Waiver: In consideration of my voluntary participation in this Activity/Event and whether or not I travel to and from this Activity in my own personal vehicle, or whether I travel with another individual(s), I for myself, my heirs, personal representatives or assigns, do hereby release, waive, discharge, and agree to hold harmless CERTAIN PLACE MINISTRIES, INC.; its trustees, officers, agents, employees, volunteers and those for whom CERTAIN PLACE MINISTRIES may be held responsible, from any and all claims of liability for personal injury, accident, illness or death, and property loss arising from my participation in this Activity. I willingly participate in this Activity and I assume any and all associated risks.
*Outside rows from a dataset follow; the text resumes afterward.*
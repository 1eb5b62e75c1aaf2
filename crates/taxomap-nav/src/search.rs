//! Label search over ontology classes and taxonomy concepts.

use serde::Serialize;
use std::collections::{HashMap, HashSet};
use taxomap_core::graph::{RdfGraph, Term};
use taxomap_core::vocab;

/// Which kind of node a search result is.
#[derive(Debug, Clone, Copy, PartialEq, Eq, Serialize)]
#[serde(rename_all = "snake_case")]
pub enum ConceptKind {
    /// `owl:Class`
    Class,
    /// `skos:Concept`
    Concept,
}

impl std::str::FromStr for ConceptKind {
    type Err = String;

    fn from_str(s: &str) -> Result<Self, Self::Err> {
        match s.to_ascii_lowercase().as_str() {
            "class" | "classes" => Ok(Self::Class),
            "concept" | "concepts" => Ok(Self::Concept),
            other => Err(format!("unknown kind `{other}` (expected class or concept)")),
        }
    }
}

/// A search result with relevance score.
#[derive(Debug, Clone, Serialize)]
pub struct SearchHit {
    pub iri: String,
    /// First label of the node.
    pub label: String,
    /// The label that scored best.
    pub matched_label: String,
    pub kind: ConceptKind,
    pub score: f64,
}

/// Minimum label score for a node to be returned.
const MIN_SCORE: f64 = 0.05;

struct Candidate<'a> {
    iri: &'a str,
    kind: ConceptKind,
    labels: Vec<String>,
}

/// Search labelled classes and concepts for `query`, best first.
pub fn search_concepts(
    graph: &RdfGraph,
    query: &str,
    kind: Option<ConceptKind>,
    limit: usize,
) -> Vec<SearchHit> {
    let query_lower = query.to_lowercase();
    let query_terms: Vec<&str> = query_lower.split_whitespace().collect();
    if query_terms.is_empty() {
        return Vec::new();
    }

    let candidates = collect_candidates(graph, kind);
    let idf = compute_idf(&candidates);
    let query_joined = query_terms.join(" ");

    let mut results: Vec<SearchHit> = Vec::new();
    for candidate in &candidates {
        let best = candidate
            .labels
            .iter()
            .map(|label| {
                (
                    label,
                    multi_signal_score(label, &query_joined, &query_terms, &idf),
                )
            })
            .fold(None::<(&String, f64)>, |best, (label, score)| match best {
                Some((_, s)) if s >= score => best,
                _ => Some((label, score)),
            });

        if let Some((matched, score)) = best
            && score > MIN_SCORE
        {
            results.push(SearchHit {
                iri: candidate.iri.to_string(),
                label: candidate.labels[0].clone(),
                matched_label: matched.clone(),
                kind: candidate.kind,
                score,
            });
        }
    }

    results.sort_by(|a, b| {
        b.score
            .partial_cmp(&a.score)
            .unwrap_or(std::cmp::Ordering::Equal)
    });
    results.truncate(limit);
    results
}

fn collect_candidates(graph: &RdfGraph, kind: Option<ConceptKind>) -> Vec<Candidate<'_>> {
    let mut out = Vec::new();
    let mut seen: HashSet<&str> = HashSet::new();

    let sources = [
        (ConceptKind::Class, vocab::OWL_CLASS),
        (ConceptKind::Concept, vocab::SKOS_CONCEPT),
    ];
    for (candidate_kind, class) in sources {
        if kind.is_some_and(|k| k != candidate_kind) {
            continue;
        }
        for node in graph.instances_of(class) {
            let Term::Iri(iri) = node else {
                continue;
            };
            if !seen.insert(iri.as_str()) {
                continue;
            }
            let labels = node_labels(graph, node);
            if !labels.is_empty() {
                out.push(Candidate {
                    iri,
                    kind: candidate_kind,
                    labels,
                });
            }
        }
    }
    out
}

/// `rdfs:label` values followed by any `skos:prefLabel` not already present.
pub fn node_labels(graph: &RdfGraph, node: &Term) -> Vec<String> {
    let mut labels = graph.literal_values(node, vocab::RDFS_LABEL);
    for label in graph.literal_values(node, vocab::SKOS_PREF_LABEL) {
        if !labels.contains(&label) {
            labels.push(label);
        }
    }
    labels
}

/// IDF(term) = ln(N / (1 + df(term))), where N = candidate count and df = candidates
/// whose labels contain the term.
fn compute_idf(candidates: &[Candidate<'_>]) -> HashMap<String, f64> {
    let n = candidates.len() as f64;
    let mut df: HashMap<String, usize> = HashMap::new();

    for candidate in candidates {
        let mut tokens: HashSet<String> = HashSet::new();
        for label in &candidate.labels {
            for token in label.to_lowercase().split_whitespace() {
                tokens.insert(token.to_string());
            }
        }
        for token in tokens {
            *df.entry(token).or_insert(0) += 1;
        }
    }

    df.into_iter()
        .map(|(term, count)| {
            let idf = (n / (1.0 + count as f64)).ln().max(0.0);
            (term, idf)
        })
        .collect()
}

/// IDF-weighted token overlap: sum of IDF values for matching tokens, normalized.
fn idf_weighted_overlap(
    query_tokens: &HashSet<&str>,
    text_tokens: &HashSet<&str>,
    idf: &HashMap<String, f64>,
) -> f64 {
    if query_tokens.is_empty() {
        return 0.0;
    }

    let mut match_weight = 0.0;
    let mut total_weight = 0.0;

    for qt in query_tokens {
        let w = idf.get(*qt).copied().unwrap_or(1.0);
        total_weight += w;
        if text_tokens.contains(qt) {
            match_weight += w;
        }
    }

    if total_weight == 0.0 {
        return 0.0;
    }
    match_weight / total_weight
}

/// Score a label against the query:
/// 1. IDF-weighted token overlap
/// 2. Exact phrase bonus
/// 3. Edit distance for near-misses
fn multi_signal_score(
    text: &str,
    query: &str,
    query_terms: &[&str],
    idf: &HashMap<String, f64>,
) -> f64 {
    let text_lower = text.to_lowercase();
    let text_tokens: HashSet<&str> = text_lower.split_whitespace().collect();
    let query_tokens: HashSet<&str> = query_terms.iter().copied().collect();

    let overlap = idf_weighted_overlap(&query_tokens, &text_tokens, idf);

    let phrase_bonus = if text_lower.contains(query) { 0.5 } else { 0.0 };

    // Only fuzzy matches above 0.6 count.
    let mut edit_score = 0.0;
    for term in query_terms {
        let mut best = 0.0_f64;
        for token in &text_tokens {
            let sim = strsim::normalized_levenshtein(term, token);
            if sim > 0.6 {
                best = best.max(sim);
            }
        }
        edit_score += best;
    }
    edit_score /= query_terms.len() as f64;

    overlap * 0.4 + phrase_bonus * 0.2 + edit_score * 0.4
}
Assurances: I assure officials of Certain Place Ministries, Inc. that I have adequate health insurance necessary to provide for and pay any medical costs that may directly or indirectly result from my participation in this Activity. I further assure that there are no health-related reasons which preclude or restrict my participation.
Code of Conduct: I acknowledge that during the course of this trip, I am bound by the rules contained in the Appalachia Help Weeks list of rules and by the Diocese of Paterson compliance form.
INDEMNIFICATION: I AGREE TO INDEMNIFY AND HOLD HARMLESS CERTAIN PLACE MINISTRIES, INC., ITS TRUSTEES, OFFICERS, DIRECTORS, AGENTS, EMPLOYEES, VOLUNTEERS AND THOSE FOR WHOM THE CERTAIN PLACE MINISTRIES MAY BE HELD RESPONSIBLE FROM AND AGAINST ALL CLAIMS, ACTIONS, SUITS, PROCEDURES, COSTS, EXPENSES, DAMAGES AND LIABILITIES, INCLUDING ATTORNEY’S FEES BROUGHT AS A RESULT OF MY INVOLVEMENT AND PARTICIPATION IN THIS ACTIVITY INCLUDING BUT NOT LIMITED TO, ANY DAMAGE TO MY PROPERTY OR THE PROPERTY OF OTHERS AND INJURY TO ME OR TO OTHERS, INCLUDING LOSS OF LIMB OR LIFE, ARISING OUT OF MY PARTICIPATION IN THIS ACTIVITY.
Severability: The undersigned further expressly agrees that the foregoing waiver and assumption of risks agreement is intended to be as broad and inclusive as is permitted by the laws of the states of New Jersey, West Virginia and Arizona and that if any portion of it is held invalid, it is agreed that the balance shall, notwithstanding, continue in full legal force and effect.
Acknowledgement of Understanding: I have read this waiver of liability, assumption of risk, release and indemnity agreement, fully understand its terms, and understand that I am assuming all risks associated with this Activity/Event and giving up substantial rights. I recognize that this Release means that I am giving up the right to sue CERTAIN PLACE MINISTRIES, INC., its trustees, officers, agents, employees, volunteers, and those for whom CERTAIN PLACE MINISTRIES may be held responsible, for injuries or losses I may incur, and I understand this Release binds my heirs, executors, administrators and assigns, as well as me. I acknowledge that I am at least 18 years of age and am signing this document freely and voluntarily and intend by my signature to completely and unconditionally release the above-named parties of all liability to the greatest extent allowed by law.